When Democratic National Committee staffer Seth Rich was inexplicably murdered on a Washington DC street, conspiracy theorists alleged his laptop contained information damaging to Hillary Clinton and the 2016 presidential campaign.
The rumors persist and an FBI request this week is not doing anything to allay those accusations. The embattled agency is now asking a court to give it 66 years to release the information discovered on the laptop. Sixty-six years would be 2088 – well beyond the lifespan of most people involved in the 2016 election, including those currently on trial (including FBI informants) and FBI officials making the request.
A U.S District Court in September ordered the agency, which has been accused of politicizing its investigations, to produce the data on the laptop–something the FBI continues to fight. The agency, say detractors, is not acting in a way that elicits confidence in its investigations. In 2019 the agency said it “lost” thousands of pages of notes related to Hillary Clinton and the investigation into Russian influence.
But why are Seth Rich and his laptop again making headlines?
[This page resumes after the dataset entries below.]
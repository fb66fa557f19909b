//! Compiled record patterns.
//!
//! Boundary patterns decide where a logical record starts and, for plain
//! records, where its fields are. The field contract is the three named
//! groups [`TIMESTAMP_GROUP`], [`LEVEL_GROUP`] and [`MESSAGE_GROUP`]; a
//! pattern without all three is rejected when it is compiled.

use crate::{config::Config, error::PatternError, types::SourceFormat};
use regex::Regex;

pub const TIMESTAMP_GROUP: &str = "timestamp";
pub const LEVEL_GROUP: &str = "level";
pub const MESSAGE_GROUP: &str = "message";

const REQUIRED_GROUPS: [&str; 3] = [TIMESTAMP_GROUP, LEVEL_GROUP, MESSAGE_GROUP];

/// Fields pulled out of a record by a boundary pattern.
///
/// A group that exists in the pattern but did not take part in the match is
/// returned as an empty string.
#[derive(Debug, Clone, Copy, PartialEq, Eq)]
pub struct RecordFields<'t> {
    pub timestamp: &'t str,
    pub level: &'t str,
    pub message: &'t str,
}

/// A compiled boundary pattern with the named-group contract checked.
#[derive(Debug, Clone)]
pub struct BoundaryPattern {
    name: &'static str,
    regex: Regex,
}

impl BoundaryPattern {
    pub fn new(name: &'static str, source: &str) -> Result<Self, PatternError> {
        let regex = Regex::new(source).map_err(|source| PatternError::Invalid { name, source })?;

        for group in REQUIRED_GROUPS {
            if !regex.capture_names().flatten().any(|n| n == group) {
                return Err(PatternError::MissingGroup { name, group });
            }
        }

        Ok(Self { name, regex })
    }

    pub fn name(&self) -> &'static str {
        self.name
    }

    pub fn is_match(&self, text: &str) -> bool {
        self.regex.is_match(text)
    }

    /// Apply the pattern and return the named groups, or `None` on no match.
    pub fn fields<'t>(&self, text: &'t str) -> Option<RecordFields<'t>> {
        let caps = self.regex.captures(text)?;
        let group = |name: &str| caps.name(name).map_or("", |m| m.as_str());

        Some(RecordFields {
            timestamp: group(TIMESTAMP_GROUP),
            level: group(LEVEL_GROUP),
            message: group(MESSAGE_GROUP),
        })
    }
}

/// Every pattern a run needs, compiled once from [`Config`].
#[derive(Debug, Clone)]
pub struct Patterns {
    pub fea: BoundaryPattern,
    pub assimilation: BoundaryPattern,
    pub native: BoundaryPattern,
    /// Matched against whole FEA records; no group contract.
    pub central_logger: Regex,
}

impl Patterns {
    pub fn compile(config: &Config) -> Result<Self, PatternError> {
        let central_logger = Regex::new(&config.fea_central_logger_pattern).map_err(|source| {
            PatternError::Invalid {
                name: "fea_central_logger",
                source,
            }
        })?;

        Ok(Self {
            fea: BoundaryPattern::new("fea_log", &config.fea_log_pattern)?,
            assimilation: BoundaryPattern::new("assimilation", &config.assimilation_pattern)?,
            native: BoundaryPattern::new("native_log", &config.native_log_pattern)?,
            central_logger,
        })
    }

    pub fn boundary(&self, format: SourceFormat) -> &BoundaryPattern {
        match format {
            SourceFormat::Fea => &self.fea,
            SourceFormat::Assimilation => &self.assimilation,
            SourceFormat::Native => &self.native,
        }
    }
}

#[cfg(test)]
mod tests {
    use super::*;

    const SIMPLE: &str = r"^(?<timestamp>\S+) (?<level>\S+) (?<message>.*)";

    #[test]
    fn fields_are_named_not_positional() {
        let p = BoundaryPattern::new(
            "reordered",
            r"^(?<level>[A-Z]+)@(?<timestamp>\S+): (?<message>.*)",
        )
        .unwrap();
        let fields = p.fields("WARN@2024-01-01T00:00:00Z: disk low").unwrap();
        assert_eq!(fields.timestamp, "2024-01-01T00:00:00Z");
        assert_eq!(fields.level, "WARN");
        assert_eq!(fields.message, "disk low");
    }

    #[test]
    fn non_matching_text_has_no_fields() {
        let p = BoundaryPattern::new("simple", SIMPLE).unwrap();
        assert!(p.fields("single-token").is_none());
        assert!(!p.is_match("single-token"));
    }

    #[test]
    fn optional_group_that_did_not_participate_is_empty() {
        let p = BoundaryPattern::new(
            "optional",
            r"^(?<timestamp>\S+)(?: \[(?<level>\w+)\])? (?<message>.*)",
        )
        .unwrap();
        let fields = p.fields("2024-01-01 hello").unwrap();
        assert_eq!(fields.level, "");
        assert_eq!(fields.message, "hello");
    }

    #[test]
    fn missing_group_is_rejected() {
        let err = BoundaryPattern::new("broken", r"^(?<timestamp>\S+) (?<message>.*)").unwrap_err();
        assert!(matches!(
            err,
            PatternError::MissingGroup {
                name: "broken",
                group: LEVEL_GROUP
            }
        ));
    }

    #[test]
    fn invalid_regex_is_rejected() {
        let err = BoundaryPattern::new("bad", r"(?<timestamp>[").unwrap_err();
        assert!(matches!(err, PatternError::Invalid { name: "bad", .. }));
    }

    #[test]
    fn boundary_names_follow_config_keys() {
        let patterns = Patterns::compile(&Config::defaults()).unwrap();
        let names: Vec<&str> = SourceFormat::PRIORITY
            .into_iter()
            .map(|f| patterns.boundary(f).name())
            .collect();
        assert_eq!(names, vec!["fea_log", "assimilation", "native_log"]);
    }

    #[test]
    fn bad_central_logger_pattern_is_rejected() {
        let mut cfg = Config::defaults();
        cfg.fea_central_logger_pattern = "(".to_string();
        assert!(matches!(
            Patterns::compile(&cfg),
            Err(PatternError::Invalid {
                name: "fea_central_logger",
                ..
            })
        ));
    }
}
Rich was an up-and-coming political staffer who was privy to communications, finance details and strategy employed in the 2016 show-down between Hillary Clinton and then-candidate Donald Trump. While calling it a robbery, Rich’s mother noted nothing was taken from her son and police released video surveillance revealing two people may have been involved in the death. Those details continue to fuel theories surrounding the motives for the death though it remains unsolved.
One item recovered from Rich’s belongings was his work laptop found at his apartment. News outlets call it “the other” FBI laptop problem and the FBI is seemingly determined to keep the contents from the public.
U.S. District Judge Amos Mazzant, an Obama appointee, ruled in September that the bureau must hand over information from the computer to Brian Huddleston, a Texas man who filed a Freedom of Information Act (FOIA) request for the info.
The FBI’s assertion that the privacy interest Rich’s family members hold outweighed the public interest was rejected by Mazzant, who noted the bureau cited no relevant case law supporting the argument.
But the ruling was erroneous, U.S. lawyers said in a new filing.
The bureau shouldn’t have to produce the information because of FOIA exemptions for information that are compiled for law enforcement purposes and “could reasonably be expected to disclose the identity of a confidential source,” the lawyers said in a motion for reconsideration. Another exemption, which enables agencies to withhold information that would disclose law enforcement techniques also applies, they said.
“Given the Court’s findings that except for the information related to Seth Rich’s laptop withheld pursuant to Exemptions 6 and 7(C) based on privacy interests, the FBI properly withheld or redacted all other information responsive to Huddleston’s requests, the production order seems inconsistent with the rest of the order,” the motion stated.
The FBI, after claiming it never possessed Rich’s laptop or any information from it, acknowledged in 2020 that it had thousands of files from the computer.
The bureau “is currently working on getting the files from Seth Rich’s personal laptop into a format to be reviewed,” the government said at the time.
Information and material extracted from the computer were provided by a source to an FBI agent during a meeting on March 15, 2018, FBI records officer Michael Seidel said in a declaration. He said the files included photographs and documents, among other material.
In the new filing, government lawyers said the FBI never extracted the data, which it revealed as originating with a law enforcement agency. They said the information is on a compact disc containing images of the laptop.
“The FBI did not open an investigation into the murder of Seth Rich, nor did it provide investigative or technical assistance to any investigation into the murder of Seth Rich. As a result, the FBI has never extracted the data from the compact disc and never processed the information contained on the disc,” they said.
To produce the information, the FBI would have to convert information on the disc into pages and then review the pages to redact information per FOIA, according to the government.
If Mazzant upholds his order, the FBI wants a lengthy period of time to perform the work—66 years, or 500 pages a month.
“If the court overrules the FBI’s motion, the FBI wants to produce records at a rate of 500 pages per month. At that rate, it will take almost 67 years just to produce the documents, never mind the images and other files,” Ty Clevenger, a lawyer representing Huddleston, told The Epoch Times in an email.
“After dealing with the FBI for five years, I now assume that the FBI is lying to me unless and until it proves otherwise. The FBI is desperately trying to hide records about Seth Rich, and that begs the question of why.”
WikiLeaks founder Julian Assange has suggested Rich leaked Democratic National Committee (DNC) files to WikiLeaks, but special counsel Robert Mueller said the real source was Russian hackers. Still, Mueller’s finding conflicts with statements from CrowdStrike, the firm hired to investigate how the DNC files were released.